• _What is expected_: Whenever the string "impl" turns up in a line below, that line should be copied.

+ + + + +

use std::path::PathBuf;
use std::sync::Arc;

use anyhow::{bail, Context, Result};
use arena_chat::{constants, BackendClient, ChatSession, CookieSource};
use clap::Parser;
use tracing::info;

mod chat;

#[derive(Parser, Debug)]
#[command(author, version, about, long_about = None)]
#[command(propagate_version = true)]
struct Cli {
    #[command(subcommand)]
    command: Commands,
}

// Where to reach the backend and which cookies to send along.
#[derive(clap::Args, Debug)]
struct Connection {
    #[arg(long, default_value_t = constants::BACKEND_URL.clone(), help = "Base URL of the chat backend.")]
    url: String,
    #[arg(long, conflicts_with = "cookie_file", help = "Cookie string, e.g. \"csrftoken=abc; session=xyz\".")]
    cookie: Option<String>,
    #[arg(long, help = "File holding the cookie string; re-read for every request.")]
    cookie_file: Option<PathBuf>,
}

impl Connection {
    fn cookie_source(&self) -> CookieSource {
        if let Some(path) = &self.cookie_file {
            CookieSource::File(path.clone())
        } else if let Some(cookie) = self.cookie.clone().or_else(|| constants::COOKIE_STRING.clone()) {
            CookieSource::Inline(cookie)
        } else {
            CookieSource::None
        }
    }
}

#[derive(clap::Subcommand, Debug)]
enum Commands {
    /// Chat interactively and vote for the best answer.
    Chat {
        #[command(flatten)]
        connection: Connection,
    },
    /// Send one message and print the candidate answers.
    Ask {
        message: String,
        #[arg(long, help = "Select candidate N (1-based) and report it to the backend.")]
        pick: Option<usize>,
        #[command(flatten)]
        connection: Connection,
    },
    /// Print the value of a cookie from the configured cookie source.
    Cookie {
        name: String,
        #[command(flatten)]
        connection: Connection,
    },
}

#[tokio::main]
async fn main() -> Result<()> {
    dotenvy::dotenv().ok();

    // Logs go to stderr so they stay out of the transcript.
    // Reads log level from RUST_LOG (e.g. RUST_LOG=arena_chat=debug)
    tracing_subscriber::fmt()
        .with_env_filter(tracing_subscriber::EnvFilter::from_default_env())
        .with_writer(std::io::stderr)
        .init();

    let cli = Cli::parse();

    info!("arena-chat starting with command: {:?}", cli.command);

    match cli.command {
        Commands::Chat { connection } => {
            let session = new_session(&connection);
            let stdin = tokio::io::BufReader::new(tokio::io::stdin());
            chat::run_chat(&session, stdin)
                .await
                .context("Chat session failed")?;
        }
        Commands::Ask {
            message,
            pick,
            connection,
        } => {
            let session = new_session(&connection);
            let Some(group) = session.submit(&message).await else {
                if pick.is_some() {
                    bail!("No candidate answers to pick from");
                }
                return Ok(());
            };
            if let Some(n) = pick {
                let index = n.checked_sub(1).context("Candidates are numbered from 1")?;
                if let Some(handle) = session
                    .select_choice(&group, index)
                    .context("Failed to select candidate")?
                {
                    handle.await.context("Choice report task failed")?;
                }
            }
        }
        Commands::Cookie { name, connection } => {
            match connection
                .cookie_source()
                .get(&name)
                .context("Failed to read cookies")?
            {
                Some(value) => println!("{}", value),
                None => bail!("Cookie {} not found", name),
            }
        }
    }

    Ok(())
}

fn new_session(connection: &Connection) -> ChatSession {
    info!("Using chat backend at {}", connection.url);
    let backend = BackendClient::new(&connection.url, connection.cookie_source());
    ChatSession::new(backend, Arc::new(chat::TerminalRenderer::stdout()))
}
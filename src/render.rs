use std::time::Duration;

use crate::{Choice, Message};

/// A transient notice that dismisses itself after `duration`.
#[derive(Debug, Clone, PartialEq, Eq)]
pub struct Notification {
    pub id: u64,
    pub text: String,
    pub duration: Duration,
}

/// What the chat session asks the presentation layer to show.
#[derive(Debug, Clone, PartialEq, Eq)]
pub enum RenderEvent {
    MessageAdded(Message),
    /// A group of candidate answers waiting for a single selection.
    ChoicesOffered {
        group: u64,
        question: String,
        choices: Vec<Choice>,
    },
    /// The candidate group was replaced by the selected answer.
    ChoiceFinalized { group: u64, message: Message },
    NotificationShown(Notification),
    NotificationDismissed { id: u64 },
}

/// Presentation adapter driven by [`crate::ChatSession`].
pub trait RenderPort: Send + Sync {
    fn render(&self, event: RenderEvent);
}
use std::path::PathBuf;

use thiserror::Error;

#[derive(Debug, Error)]
pub enum ChatError {
    #[error("request to {url} failed: {source}")]
    Transport {
        url: String,
        #[source]
        source: reqwest::Error,
    },

    #[error("invalid response from {url}: {source}")]
    Decode {
        url: String,
        #[source]
        source: reqwest::Error,
    },

    #[error("backend rejected the choice with status {status}: {body}")]
    SaveRejected {
        status: reqwest::StatusCode,
        body: String,
    },

    #[error("failed to read cookie file: {path}")]
    CookieFile {
        path: PathBuf,
        #[source]
        source: std::io::Error,
    },

    #[error("cookie {name} is not valid UTF-8 once decoded")]
    CookieEncoding {
        name: String,
        #[source]
        source: std::str::Utf8Error,
    },

    #[error("no candidate #{index} in a group of {len}")]
    NoSuchChoice { index: usize, len: usize },
}

pub type Result<T> = std::result::Result<T, ChatError>;
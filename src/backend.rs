use reqwest::Client;
use serde::{Deserialize, Serialize};
use tracing::{debug, error, instrument};

use crate::constants::{CSRF_COOKIE, CSRF_HEADER, SAVE_CHOICE_PATH, SEND_MESSAGE_PATH};
use crate::cookies::CookieSource;
use crate::error::{ChatError, Result};
use crate::Choice;

// Body of POST /send-message
#[derive(Serialize)]
struct SendMessageRequest<'a> {
    message: &'a str,
}

#[derive(Deserialize, Debug, Default)]
struct SendMessageResponse {
    #[serde(default)]
    choices: Option<Vec<Choice>>,
}

// Body of POST /save-choice
#[derive(Serialize, Debug)]
struct SaveChoiceRequest<'a> {
    question: &'a str,
    selected_answer: &'a str,
    model: &'a str,
}

/// HTTP client for the two chat backend endpoints.
#[derive(Debug, Clone)]
pub struct BackendClient {
    client: Client,
    base_url: String,
    cookies: CookieSource,
}

impl BackendClient {
    pub fn new(base_url: &str, cookies: CookieSource) -> Self {
        Self {
            client: Client::new(),
            base_url: base_url.trim_end_matches('/').to_string(),
            cookies,
        }
    }

    pub fn base_url(&self) -> &str {
        &self.base_url
    }

    /// Posts a user message and returns the candidate answers.
    ///
    /// The response status is not checked: whatever the backend sends back is
    /// parsed as JSON, and a body without `choices` yields an empty list.
    #[instrument(skip(self), fields(base_url = %self.base_url))]
    pub async fn send_message(&self, message: &str) -> Result<Vec<Choice>> {
        let url = format!("{}{}", self.base_url, SEND_MESSAGE_PATH);

        let response = self
            .client
            .post(&url)
            .json(&SendMessageRequest { message })
            .send()
            .await
            .map_err(|source| ChatError::Transport {
                url: url.clone(),
                source,
            })?;

        debug!(status = %response.status(), "Received /send-message response");

        let body = response
            .json::<SendMessageResponse>()
            .await
            .map_err(|source| ChatError::Decode { url, source })?;

        let choices = body.choices.unwrap_or_default();
        debug!(count = choices.len(), "Parsed candidate answers");
        Ok(choices)
    }

    /// Reports which answer the user picked for `question`.
    ///
    /// The CSRF token is looked up from the cookie source on every call.
    #[instrument(skip(self, selected_answer), fields(base_url = %self.base_url))]
    pub async fn save_choice(&self, question: &str, selected_answer: &str, model: &str) -> Result<()> {
        let url = format!("{}{}", self.base_url, SAVE_CHOICE_PATH);

        let mut request = self.client.post(&url).json(&SaveChoiceRequest {
            question,
            selected_answer,
            model,
        });
        match self.cookies.get(CSRF_COOKIE) {
            Ok(Some(token)) => request = request.header(CSRF_HEADER, token),
            Ok(None) => debug!("No {} cookie available, sending without {}", CSRF_COOKIE, CSRF_HEADER),
            Err(e) => {
                error!(error = %e, "Failed to read {} cookie", CSRF_COOKIE);
                return Err(e);
            }
        }

        let response = match request.send().await {
            Ok(response) => response,
            Err(source) => {
                error!(error = %source, %url, "Failed to send /save-choice");
                return Err(ChatError::Transport { url, source });
            }
        };

        if !response.status().is_success() {
            let status = response.status();
            let body = response
                .text()
                .await
                .unwrap_or_else(|_| "Failed to read error body".to_string());
            error!(%status, %body, "Backend rejected /save-choice");
            return Err(ChatError::SaveRejected { status, body });
        }

        Ok(())
    }
}

#[cfg(test)]
mod tests {
    use super::*;

    #[test]
    fn test_trailing_slash_is_trimmed() {
        let client = BackendClient::new("http://localhost:5002/", CookieSource::None);
        assert_eq!(client.base_url(), "http://localhost:5002");
    }

    #[test]
    fn test_response_without_choices() {
        let body: SendMessageResponse = serde_json::from_str("{}").unwrap();
        assert!(body.choices.is_none());
        let body: SendMessageResponse = serde_json::from_str(r#"{"choices": null}"#).unwrap();
        assert!(body.choices.is_none());
    }

    #[test]
    fn test_save_choice_request_shape() {
        let body = serde_json::to_value(SaveChoiceRequest {
            question: "q",
            selected_answer: "a",
            model: "m",
        })
        .unwrap();
        assert_eq!(
            body,
            serde_json::json!({"question": "q", "selected_answer": "a", "model": "m"})
        );
    }
}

+ + + + +

• _Solution for this problem_:
impl Connection {
impl BackendClient {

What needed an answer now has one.